» THE TASK
Reproduce the data below word for word.

» RECORDS FOR THIS EXERCISE
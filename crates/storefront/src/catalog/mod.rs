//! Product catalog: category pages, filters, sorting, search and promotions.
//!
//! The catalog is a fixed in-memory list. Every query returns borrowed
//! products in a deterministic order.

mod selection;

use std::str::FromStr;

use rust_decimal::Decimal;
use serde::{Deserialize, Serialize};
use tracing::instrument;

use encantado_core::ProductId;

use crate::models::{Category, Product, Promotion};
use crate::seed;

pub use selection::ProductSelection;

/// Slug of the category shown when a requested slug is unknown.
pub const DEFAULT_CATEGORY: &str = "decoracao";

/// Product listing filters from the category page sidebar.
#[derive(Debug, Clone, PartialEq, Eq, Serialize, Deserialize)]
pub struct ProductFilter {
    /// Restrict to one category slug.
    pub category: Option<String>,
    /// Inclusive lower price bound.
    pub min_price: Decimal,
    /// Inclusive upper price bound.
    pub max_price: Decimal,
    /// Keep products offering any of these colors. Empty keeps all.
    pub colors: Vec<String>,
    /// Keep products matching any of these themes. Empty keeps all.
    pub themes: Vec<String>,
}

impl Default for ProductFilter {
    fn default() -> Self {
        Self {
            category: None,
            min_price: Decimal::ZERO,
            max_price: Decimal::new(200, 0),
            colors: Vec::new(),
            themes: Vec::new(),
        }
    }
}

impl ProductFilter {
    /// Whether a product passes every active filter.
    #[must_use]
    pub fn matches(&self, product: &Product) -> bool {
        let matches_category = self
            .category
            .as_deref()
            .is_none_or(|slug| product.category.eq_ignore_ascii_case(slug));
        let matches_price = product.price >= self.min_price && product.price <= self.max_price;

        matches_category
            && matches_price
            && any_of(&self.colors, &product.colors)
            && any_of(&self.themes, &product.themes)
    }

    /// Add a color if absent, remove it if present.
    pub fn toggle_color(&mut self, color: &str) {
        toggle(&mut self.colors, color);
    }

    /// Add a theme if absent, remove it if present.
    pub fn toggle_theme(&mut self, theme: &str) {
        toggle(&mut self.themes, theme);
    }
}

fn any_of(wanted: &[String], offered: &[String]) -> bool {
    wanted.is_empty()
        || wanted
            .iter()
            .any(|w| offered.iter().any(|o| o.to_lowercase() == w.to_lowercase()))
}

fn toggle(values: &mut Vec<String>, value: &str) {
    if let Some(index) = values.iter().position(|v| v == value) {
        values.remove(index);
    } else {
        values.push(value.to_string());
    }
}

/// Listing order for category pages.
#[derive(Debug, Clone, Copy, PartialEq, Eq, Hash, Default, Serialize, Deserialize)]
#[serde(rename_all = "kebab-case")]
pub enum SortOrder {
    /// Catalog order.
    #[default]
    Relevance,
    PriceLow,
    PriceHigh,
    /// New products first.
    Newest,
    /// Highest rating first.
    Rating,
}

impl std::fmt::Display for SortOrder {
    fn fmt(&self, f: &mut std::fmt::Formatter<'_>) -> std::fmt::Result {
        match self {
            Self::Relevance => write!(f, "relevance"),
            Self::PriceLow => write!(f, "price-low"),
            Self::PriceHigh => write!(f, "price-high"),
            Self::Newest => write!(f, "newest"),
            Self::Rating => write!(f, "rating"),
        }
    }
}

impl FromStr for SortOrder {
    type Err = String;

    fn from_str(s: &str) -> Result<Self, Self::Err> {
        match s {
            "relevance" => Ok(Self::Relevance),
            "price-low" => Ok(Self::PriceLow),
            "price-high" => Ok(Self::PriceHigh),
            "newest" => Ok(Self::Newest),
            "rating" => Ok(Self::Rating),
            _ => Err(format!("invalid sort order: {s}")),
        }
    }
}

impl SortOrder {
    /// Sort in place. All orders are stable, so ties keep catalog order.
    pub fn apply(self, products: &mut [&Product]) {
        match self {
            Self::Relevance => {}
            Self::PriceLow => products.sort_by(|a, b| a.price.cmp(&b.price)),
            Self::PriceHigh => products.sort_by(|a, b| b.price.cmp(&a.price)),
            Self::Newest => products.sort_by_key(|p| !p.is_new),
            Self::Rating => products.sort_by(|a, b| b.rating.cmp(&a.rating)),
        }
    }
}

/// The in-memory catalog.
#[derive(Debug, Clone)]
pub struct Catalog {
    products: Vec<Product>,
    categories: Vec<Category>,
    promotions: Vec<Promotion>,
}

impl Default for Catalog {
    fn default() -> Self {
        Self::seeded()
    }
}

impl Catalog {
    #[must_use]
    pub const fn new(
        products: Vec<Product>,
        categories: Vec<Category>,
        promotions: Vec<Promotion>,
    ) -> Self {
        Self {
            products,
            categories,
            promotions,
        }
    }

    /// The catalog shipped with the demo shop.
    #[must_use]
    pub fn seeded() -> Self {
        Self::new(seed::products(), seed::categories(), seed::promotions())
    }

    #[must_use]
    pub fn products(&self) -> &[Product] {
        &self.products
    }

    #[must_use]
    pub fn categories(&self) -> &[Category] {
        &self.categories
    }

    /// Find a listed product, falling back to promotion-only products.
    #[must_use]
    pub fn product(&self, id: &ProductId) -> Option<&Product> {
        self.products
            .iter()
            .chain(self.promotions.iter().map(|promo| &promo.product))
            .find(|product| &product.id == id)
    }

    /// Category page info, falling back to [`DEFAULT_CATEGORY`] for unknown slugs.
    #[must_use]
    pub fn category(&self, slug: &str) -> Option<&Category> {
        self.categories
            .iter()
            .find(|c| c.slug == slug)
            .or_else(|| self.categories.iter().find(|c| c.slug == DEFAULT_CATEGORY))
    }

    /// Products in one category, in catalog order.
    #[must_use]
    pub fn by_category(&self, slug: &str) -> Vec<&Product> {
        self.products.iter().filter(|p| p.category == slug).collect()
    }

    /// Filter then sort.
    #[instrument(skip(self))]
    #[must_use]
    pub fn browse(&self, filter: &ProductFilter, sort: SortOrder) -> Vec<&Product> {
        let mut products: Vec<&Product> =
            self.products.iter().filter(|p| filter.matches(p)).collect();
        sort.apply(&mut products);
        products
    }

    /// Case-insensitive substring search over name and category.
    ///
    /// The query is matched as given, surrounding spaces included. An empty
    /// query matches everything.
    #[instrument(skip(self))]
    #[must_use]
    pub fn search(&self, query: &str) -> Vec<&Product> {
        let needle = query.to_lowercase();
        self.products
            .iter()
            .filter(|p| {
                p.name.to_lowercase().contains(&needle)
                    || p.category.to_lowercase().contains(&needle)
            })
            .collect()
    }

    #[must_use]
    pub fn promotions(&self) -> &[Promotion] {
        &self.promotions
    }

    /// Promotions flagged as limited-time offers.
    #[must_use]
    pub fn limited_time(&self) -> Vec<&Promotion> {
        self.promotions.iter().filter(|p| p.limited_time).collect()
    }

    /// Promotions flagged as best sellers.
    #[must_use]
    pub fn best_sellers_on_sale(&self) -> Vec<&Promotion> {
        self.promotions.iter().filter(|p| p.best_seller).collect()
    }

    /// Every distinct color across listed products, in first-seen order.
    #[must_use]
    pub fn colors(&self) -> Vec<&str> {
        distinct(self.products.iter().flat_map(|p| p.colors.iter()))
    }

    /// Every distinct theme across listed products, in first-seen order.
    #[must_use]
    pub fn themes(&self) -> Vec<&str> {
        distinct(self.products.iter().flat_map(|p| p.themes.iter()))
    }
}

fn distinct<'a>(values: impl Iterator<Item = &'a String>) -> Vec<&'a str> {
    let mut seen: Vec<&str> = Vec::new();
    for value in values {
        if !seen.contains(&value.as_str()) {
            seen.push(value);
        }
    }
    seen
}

» ANSWER TO THIS EXERCISE
filename crates/storefront/src/catalog/mod.rs
//! Product catalog: category pages, filters, sorting, search and promotions.
//!
//! The catalog is a fixed in-memory list. Every query returns borrowed
//! products in a deterministic order.

mod selection;

use std::str::FromStr;

use rust_decimal::Decimal;
use serde::{Deserialize, Serialize};
use tracing::instrument;

use encantado_core::ProductId;

use crate::models::{Category, Product, Promotion};
use crate::seed;

pub use selection::ProductSelection;

/// Slug of the category shown when a requested slug is unknown.
pub const DEFAULT_CATEGORY: &str = "decoracao";

/// Product listing filters from the category page sidebar.
#[derive(Debug, Clone, PartialEq, Eq, Serialize, Deserialize)]
pub struct ProductFilter {
    /// Restrict to one category slug.
    pub category: Option<String>,
    /// Inclusive lower price bound.
    pub min_price: Decimal,
    /// Inclusive upper price bound.
    pub max_price: Decimal,
    /// Keep products offering any of these colors. Empty keeps all.
    pub colors: Vec<String>,
    /// Keep products matching any of these themes. Empty keeps all.
    pub themes: Vec<String>,
}

impl Default for ProductFilter {
    fn default() -> Self {
        Self {
            category: None,
            min_price: Decimal::ZERO,
            max_price: Decimal::new(200, 0),
            colors: Vec::new(),
            themes: Vec::new(),
        }
    }
}

impl ProductFilter {
    /// Whether a product passes every active filter.
    #[must_use]
    pub fn matches(&self, product: &Product) -> bool {
        let matches_category = self
            .category
            .as_deref()
            .is_none_or(|slug| product.category.eq_ignore_ascii_case(slug));
        let matches_price = product.price >= self.min_price && product.price <= self.max_price;

        matches_category
            && matches_price
            && any_of(&self.colors, &product.colors)
            && any_of(&self.themes, &product.themes)
    }

    /// Add a color if absent, remove it if present.
    pub fn toggle_color(&mut self, color: &str) {
        toggle(&mut self.colors, color);
    }

    /// Add a theme if absent, remove it if present.
    pub fn toggle_theme(&mut self, theme: &str) {
        toggle(&mut self.themes, theme);
    }
}

fn any_of(wanted: &[String], offered: &[String]) -> bool {
    wanted.is_empty()
        || wanted
            .iter()
            .any(|w| offered.iter().any(|o| o.to_lowercase() == w.to_lowercase()))
}

fn toggle(values: &mut Vec<String>, value: &str) {
    if let Some(index) = values.iter().position(|v| v == value) {
        values.remove(index);
    } else {
        values.push(value.to_string());
    }
}

/// Listing order for category pages.
#[derive(Debug, Clone, Copy, PartialEq, Eq, Hash, Default, Serialize, Deserialize)]
#[serde(rename_all = "kebab-case")]
pub enum SortOrder {
    /// Catalog order.
    #[default]
    Relevance,
    PriceLow,
    PriceHigh,
    /// New products first.
    Newest,
    /// Highest rating first.
    Rating,
}

impl std::fmt::Display for SortOrder {
    fn fmt(&self, f: &mut std::fmt::Formatter<'_>) -> std::fmt::Result {
        match self {
            Self::Relevance => write!(f, "relevance"),
            Self::PriceLow => write!(f, "price-low"),
            Self::PriceHigh => write!(f, "price-high"),
            Self::Newest => write!(f, "newest"),
            Self::Rating => write!(f, "rating"),
        }
    }
}

impl FromStr for SortOrder {
    type Err = String;

    fn from_str(s: &str) -> Result<Self, Self::Err> {
        match s {
            "relevance" => Ok(Self::Relevance),
            "price-low" => Ok(Self::PriceLow),
            "price-high" => Ok(Self::PriceHigh),
            "newest" => Ok(Self::Newest),
            "rating" => Ok(Self::Rating),
            _ => Err(format!("invalid sort order: {s}")),
        }
    }
}

impl SortOrder {
    /// Sort in place. All orders are stable, so ties keep catalog order.
    pub fn apply(self, products: &mut [&Product]) {
        match self {
            Self::Relevance => {}
            Self::PriceLow => products.sort_by(|a, b| a.price.cmp(&b.price)),
            Self::PriceHigh => products.sort_by(|a, b| b.price.cmp(&a.price)),
            Self::Newest => products.sort_by_key(|p| !p.is_new),
            Self::Rating => products.sort_by(|a, b| b.rating.cmp(&a.rating)),
        }
    }
}

/// The in-memory catalog.
#[derive(Debug, Clone)]
pub struct Catalog {
    products: Vec<Product>,
    categories: Vec<Category>,
    promotions: Vec<Promotion>,
}

impl Default for Catalog {
    fn default() -> Self {
        Self::seeded()
    }
}

impl Catalog {
    #[must_use]
    pub const fn new(
        products: Vec<Product>,
        categories: Vec<Category>,
        promotions: Vec<Promotion>,
    ) -> Self {
        Self {
            products,
            categories,
            promotions,
        }
    }

    /// The catalog shipped with the demo shop.
    #[must_use]
    pub fn seeded() -> Self {
        Self::new(seed::products(), seed::categories(), seed::promotions())
    }

    #[must_use]
    pub fn products(&self) -> &[Product] {
        &self.products
    }

    #[must_use]
    pub fn categories(&self) -> &[Category] {
        &self.categories
    }

    /// Find a listed product, falling back to promotion-only products.
    #[must_use]
    pub fn product(&self, id: &ProductId) -> Option<&Product> {
        self.products
            .iter()
            .chain(self.promotions.iter().map(|promo| &promo.product))
            .find(|product| &product.id == id)
    }

    /// Category page info, falling back to [`DEFAULT_CATEGORY`] for unknown slugs.
    #[must_use]
    pub fn category(&self, slug: &str) -> Option<&Category> {
        self.categories
            .iter()
            .find(|c| c.slug == slug)
            .or_else(|| self.categories.iter().find(|c| c.slug == DEFAULT_CATEGORY))
    }

    /// Products in one category, in catalog order.
    #[must_use]
    pub fn by_category(&self, slug: &str) -> Vec<&Product> {
        self.products.iter().filter(|p| p.category == slug).collect()
    }

    /// Filter then sort.
    #[instrument(skip(self))]
    #[must_use]
    pub fn browse(&self, filter: &ProductFilter, sort: SortOrder) -> Vec<&Product> {
        let mut products: Vec<&Product> =
            self.products.iter().filter(|p| filter.matches(p)).collect();
        sort.apply(&mut products);
        products
    }

    /// Case-insensitive substring search over name and category.
    ///
    /// The query is matched as given, surrounding spaces included. An empty
    /// query matches everything.
    #[instrument(skip(self))]
    #[must_use]
    pub fn search(&self, query: &str) -> Vec<&Product> {
        let needle = query.to_lowercase();
        self.products
            .iter()
            .filter(|p| {
                p.name.to_lowercase().contains(&needle)
                    || p.category.to_lowercase().contains(&needle)
            })
            .collect()
    }

    #[must_use]
    pub fn promotions(&self) -> &[Promotion] {
        &self.promotions
    }

    /// Promotions flagged as limited-time offers.
    #[must_use]
    pub fn limited_time(&self) -> Vec<&Promotion> {
        self.promotions.iter().filter(|p| p.limited_time).collect()
    }

    /// Promotions flagged as best sellers.
    #[must_use]
    pub fn best_sellers_on_sale(&self) -> Vec<&Promotion> {
        self.promotions.iter().filter(|p| p.best_seller).collect()
    }

    /// Every distinct color across listed products, in first-seen order.
    #[must_use]
    pub fn colors(&self) -> Vec<&str> {
        distinct(self.products.iter().flat_map(|p| p.colors.iter()))
    }

    /// Every distinct theme across listed products, in first-seen order.
    #[must_use]
    pub fn themes(&self) -> Vec<&str> {
        distinct(self.products.iter().flat_map(|p| p.themes.iter()))
    }
}

fn distinct<'a>(values: impl Iterator<Item = &'a String>) -> Vec<&'a str> {
    let mut seen: Vec<&str> = Vec::new();
    for value in values {
        if !seen.contains(&value.as_str()) {
            seen.push(value);
        }
    }
    seen
}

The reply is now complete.